[Task description]
Tally how many lines in the data below include "EmptyGroupKey", then please reply with only that figure.
____________
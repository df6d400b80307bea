//! Unit tests for analytics module

use super::*;
use chrono::NaiveDate;
use costboard_types::{AxisValue, CostTotal, MetricValue, ReportRow};

/// Daily cost report for one month: `(day, value)` pairs
fn daily_report(year: i32, month: u32, days: &[(u32, f64)]) -> RawReport {
    RawReport::from_rows(
        days.iter()
            .map(|(day, value)| {
                ReportRow::new(format!("{year:04}-{month:02}-{day:02}"))
                    .with_value(MetricKey::Cost, *value, "USD")
            })
            .collect(),
    )
}

/// Cluster-grouped report: `(cluster, value)` pairs, one row each
fn grouped_report(groups: &[(&str, f64)]) -> RawReport {
    RawReport::from_rows(
        groups
            .iter()
            .map(|(cluster, value)| {
                ReportRow::new("2024-03-01")
                    .with_group("cluster", *cluster)
                    .with_value(MetricKey::Cost, *value, "USD")
            })
            .collect(),
    )
}

fn date(y: i32, m: u32, d: u32) -> NaiveDate {
    NaiveDate::from_ymd_opt(y, m, d).unwrap()
}

// ============================================================================
// Aggregate Tests
// ============================================================================

#[test]
fn test_aggregate_empty_report() {
    let report = RawReport::default();

    let by_date = aggregate(&report, "cost", None, ReportPeriod::Current).unwrap();
    assert!(by_date.is_empty());

    // No rows means no EmptyGroupKey either
    let by_group = aggregate(&report, "usage", Some("cluster"), ReportPeriod::Current).unwrap();
    assert!(by_group.is_empty());
    assert_eq!(by_group.units, "USD");
}

#[test]
fn test_aggregate_unknown_metric() {
    let report = daily_report(2024, 3, &[(1, 1.0)]);
    let err = aggregate(&report, "unknown_metric", None, ReportPeriod::Current).unwrap_err();

    assert_eq!(
        err,
        AggregateError::InvalidMetric {
            metric: "unknown_metric".to_string()
        }
    );
}

#[test]
fn test_aggregate_unknown_metric_on_empty_report() {
    let err = aggregate(&RawReport::default(), "bogus", None, ReportPeriod::Current).unwrap_err();
    assert!(matches!(err, AggregateError::InvalidMetric { .. }));
}

#[test]
fn test_aggregate_one_point_per_distinct_date() {
    let report = RawReport::from_rows(vec![
        ReportRow::new("2024-03-02")
            .with_group("cluster", "a")
            .with_value(MetricKey::Cost, 2.0, "USD"),
        ReportRow::new("2024-03-02")
            .with_group("cluster", "b")
            .with_value(MetricKey::Cost, 3.0, "USD"),
        ReportRow::new("2024-03-01").with_value(MetricKey::Cost, 1.0, "USD"),
        // No cost on this day: still gets a zero point
        ReportRow::new("2024-03-03").with_value(MetricKey::Usage, 9.0, "Hrs"),
    ]);

    let series = aggregate(&report, "cost", None, ReportPeriod::Current).unwrap();

    assert_eq!(series.len(), 3, "one point per distinct date");
    assert_eq!(series.keys(), vec!["2024-03-01", "2024-03-02", "2024-03-03"]);
    assert_eq!(series.points[1].y, 5.0, "rows sharing a date are summed");
    assert_eq!(series.points[2].y, 0.0, "missing metric defaults to zero");
    assert_eq!(series.points[2].units, "USD");
}

#[test]
fn test_aggregate_date_keyed_ascending() {
    let report = daily_report(2024, 3, &[(9, 1.0), (2, 5.0), (30, 2.0), (1, 7.0)]);
    let series = aggregate(&report, "cost", None, ReportPeriod::Current).unwrap();

    let dates: Vec<NaiveDate> = series.iter().filter_map(|p| p.x.as_date()).collect();
    assert_eq!(dates.len(), 4);
    assert!(dates.windows(2).all(|w| w[0] <= w[1]), "dates must be ascending");
    assert_eq!(series.points[0].x, AxisValue::Date(date(2024, 3, 1)));
}

#[test]
fn test_aggregate_date_keyed_across_months() {
    let report = RawReport::from_rows(vec![
        ReportRow::new("2024-04-01").with_value(MetricKey::Cost, 1.0, "USD"),
        ReportRow::new("2024-03-31").with_value(MetricKey::Cost, 1.0, "USD"),
    ]);
    let series = aggregate(&report, "cost", None, ReportPeriod::Current).unwrap();
    assert_eq!(series.keys(), vec!["2024-03-31", "2024-04-01"]);
}

#[test]
fn test_aggregate_skips_invalid_dates() {
    let report = RawReport::from_rows(vec![
        ReportRow::new("not-a-date").with_value(MetricKey::Cost, 100.0, "USD"),
        ReportRow::new("2024-03-01").with_value(MetricKey::Cost, 1.0, "USD"),
    ]);
    let series = aggregate(&report, "cost", None, ReportPeriod::Current).unwrap();

    assert_eq!(series.len(), 1);
    assert_eq!(series.total(), 1.0);
}

#[test]
fn test_aggregate_group_keyed_descending_with_ties() {
    let report = grouped_report(&[("beta", 5.0), ("alpha", 5.0), ("gamma", 9.0), ("delta", 1.0)]);
    let series = aggregate(&report, "cost", Some("cluster"), ReportPeriod::Current).unwrap();

    assert_eq!(series.keys(), vec!["gamma", "alpha", "beta", "delta"]);
    assert!(series.points.windows(2).all(|w| w[0].y >= w[1].y));
    assert_eq!(series.points[0].x, AxisValue::Label("gamma".to_string()));
}

#[test]
fn test_aggregate_group_keyed_sums_across_dates() {
    let report = RawReport::from_rows(vec![
        ReportRow::new("2024-03-01")
            .with_group("project", "web")
            .with_value(MetricKey::Usage, 2.0, "Core-Hours"),
        ReportRow::new("2024-03-02")
            .with_group("project", "web")
            .with_value(MetricKey::Usage, 3.0, "Core-Hours"),
        ReportRow::new("2024-03-02")
            .with_group("project", "db")
            .with_value(MetricKey::Usage, 4.0, "Core-Hours"),
    ]);
    let series = aggregate(&report, "usage", Some("project"), ReportPeriod::Current).unwrap();

    assert_eq!(series.len(), 2);
    assert_eq!(series.points[0].key, "web");
    assert_eq!(series.points[0].y, 5.0);
    assert_eq!(series.units, "Core-Hours");
}

#[test]
fn test_aggregate_empty_group_key() {
    let report = grouped_report(&[("a", 1.0)]);
    let err = aggregate(&report, "cost", Some("node"), ReportPeriod::Current).unwrap_err();

    assert_eq!(
        err,
        AggregateError::EmptyGroupKey {
            group_key: "node".to_string()
        }
    );
}

#[test]
fn test_aggregate_carries_period() {
    let report = daily_report(2024, 2, &[(1, 1.0)]);
    let series = aggregate(&report, "cost", None, ReportPeriod::Previous).unwrap();
    assert_eq!(series.period, ReportPeriod::Previous);
    assert_eq!(series.metric, MetricKey::Cost);
}

// ============================================================================
// Units Tests
// ============================================================================

#[test]
fn test_units_first_non_empty_wins() {
    let report = RawReport::from_rows(vec![
        ReportRow::new("2024-03-01").with_value(MetricKey::Cost, 1.0, ""),
        ReportRow::new("2024-03-02").with_value(MetricKey::Cost, 1.0, "EUR"),
        ReportRow::new("2024-03-03").with_value(MetricKey::Cost, 1.0, "USD"),
    ]);
    let series = aggregate(&report, "cost", None, ReportPeriod::Current).unwrap();

    assert_eq!(series.units, "EUR");
    assert!(series.iter().all(|p| p.units == "EUR"));
}

#[test]
fn test_units_fall_back_to_report_total() {
    let mut report = RawReport::from_rows(vec![ReportRow::new("2024-03-01")]);
    report.meta.total.usage = Some(MetricValue::new(0.0, "GB-Mo"));

    let series = aggregate(&report, "usage", None, ReportPeriod::Current).unwrap();
    assert_eq!(series.units, "GB-Mo");
    assert_eq!(series.points[0].y, 0.0);
}

#[test]
fn test_units_fall_back_to_configured_default() {
    let report = RawReport::from_rows(vec![ReportRow::new("2024-03-01")]);

    let series = ReportAggregator::with_default_units("EUR")
        .aggregate(&report, "markup", None, ReportPeriod::Current)
        .unwrap();
    assert_eq!(series.units, "EUR");

    let series = aggregate(&report, "markup", None, ReportPeriod::Current).unwrap();
    assert_eq!(series.units, "USD");
}

// ============================================================================
// Trend Tests
// ============================================================================

#[test]
fn test_trend_aligns_by_day_offset() {
    let current = daily_report(2024, 3, &[(4, 3.0), (5, 10.0)]);
    let previous = daily_report(2024, 2, &[(4, 2.0), (5, 8.0)]);

    let trend = ReportAggregator::new()
        .merge_periods(&current, &previous, MetricKey::Cost, ChartType::Daily)
        .unwrap();

    let day5 = trend.iter().find(|p| p.offset == 5).unwrap();
    assert_eq!(day5.current, Some(10.0));
    assert_eq!(day5.previous, Some(8.0));
    assert_eq!(day5.current_date, Some(date(2024, 3, 5)));
    assert_eq!(day5.previous_date, Some(date(2024, 2, 5)));
}

#[test]
fn test_trend_drops_offsets_beyond_shorter_month() {
    let current = daily_report(2023, 3, &[(28, 1.0), (29, 1.0), (30, 1.0), (31, 1.0)]);
    let previous = daily_report(2023, 2, &[(27, 1.0), (28, 1.0)]);

    let trend = ReportAggregator::new()
        .merge_periods(&current, &previous, MetricKey::Cost, ChartType::Daily)
        .unwrap();

    let offsets: Vec<u32> = trend.iter().map(|p| p.offset).collect();
    assert_eq!(offsets, vec![27, 28]);
    assert_eq!(trend[0].current, None, "no padding for missing days");
    assert_eq!(trend[0].previous, Some(1.0));
}

#[test]
fn test_trend_partial_current_month() {
    let current = daily_report(2024, 3, &[(1, 1.0), (2, 1.0)]);
    let previous = daily_report(2024, 2, &[(1, 2.0), (2, 2.0), (3, 2.0)]);

    let trend = ReportAggregator::new()
        .merge_periods(&current, &previous, MetricKey::Cost, ChartType::Daily)
        .unwrap();

    assert_eq!(trend.len(), 3);
    assert_eq!(trend[2].current, None);
    assert_eq!(trend[2].previous, Some(2.0));
}

#[test]
fn test_trend_rolling_accumulates_each_side() {
    let current = daily_report(2024, 3, &[(1, 1.0), (2, 2.0), (3, 3.0)]);
    let previous = daily_report(2024, 2, &[(1, 5.0), (2, 5.0), (3, 5.0)]);

    let trend = ReportAggregator::new()
        .merge_periods(&current, &previous, MetricKey::Cost, ChartType::Rolling)
        .unwrap();

    let current_values: Vec<f64> = trend.iter().filter_map(|p| p.current).collect();
    let previous_values: Vec<f64> = trend.iter().filter_map(|p| p.previous).collect();
    assert_eq!(current_values, vec![1.0, 3.0, 6.0]);
    assert_eq!(previous_values, vec![5.0, 10.0, 15.0]);
}

#[test]
fn test_trend_both_empty() {
    let trend = ReportAggregator::new()
        .merge_periods(
            &RawReport::default(),
            &RawReport::default(),
            MetricKey::Cost,
            ChartType::Daily,
        )
        .unwrap();
    assert!(trend.is_empty());
}

// ============================================================================
// Top Items / Breakdown Tests
// ============================================================================

#[test]
fn test_top_items_limit_and_others() {
    let mut report = grouped_report(&[("a", 50.0), ("b", 30.0), ("c", 15.0), ("d", 5.0)]);
    report.meta.total.cost = Some(CostTotal {
        value: 200.0,
        units: "USD".to_string(),
        ..Default::default()
    });

    let top = ReportAggregator::new()
        .top_items(&report, MetricKey::Cost, "cluster", 2)
        .unwrap();

    assert_eq!(top.items.len(), 2);
    assert_eq!(top.items[0].label, "a");
    assert_eq!(top.total, 200.0, "meta total spans every page");
    assert!((top.items[0].share - 0.25).abs() < 1e-9);

    let others = top.others.unwrap();
    assert_eq!(others.label, OTHERS_LABEL);
    assert_eq!(others.value, 20.0);
}

#[test]
fn test_top_items_share_without_meta_total() {
    let report = grouped_report(&[("a", 3.0), ("b", 1.0)]);
    let top = ReportAggregator::new()
        .top_items(&report, MetricKey::Cost, "cluster", 5)
        .unwrap();

    assert_eq!(top.total, 4.0);
    assert!((top.items[0].share - 0.75).abs() < 1e-9);
    assert!(top.others.is_none());
}

#[test]
fn test_cost_breakdown_defaults() {
    let mut report = RawReport::default();
    report.meta.total.cost = Some(CostTotal {
        value: 10.0,
        units: "USD".to_string(),
        markup: Some(MetricValue::new(1.5, "USD")),
        raw: None,
        usage: Some(MetricValue::new(3.0, "")),
    });

    let [markup, raw, usage] = ReportAggregator::with_default_units("CAD").cost_breakdown(&report);

    assert_eq!(markup.value, 1.5);
    assert_eq!(markup.units, "USD");
    assert_eq!(raw.value, 0.0);
    assert_eq!(raw.units, "CAD");
    assert_eq!(usage.value, 3.0);
    assert_eq!(usage.units, "CAD");
}

#[test]
fn test_cost_breakdown_without_cost_total() {
    let slices = ReportAggregator::new().cost_breakdown(&RawReport::default());
    assert!(slices.iter().all(|s| s.value == 0.0 && s.units == "USD"));
}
____________
[Answer box]
2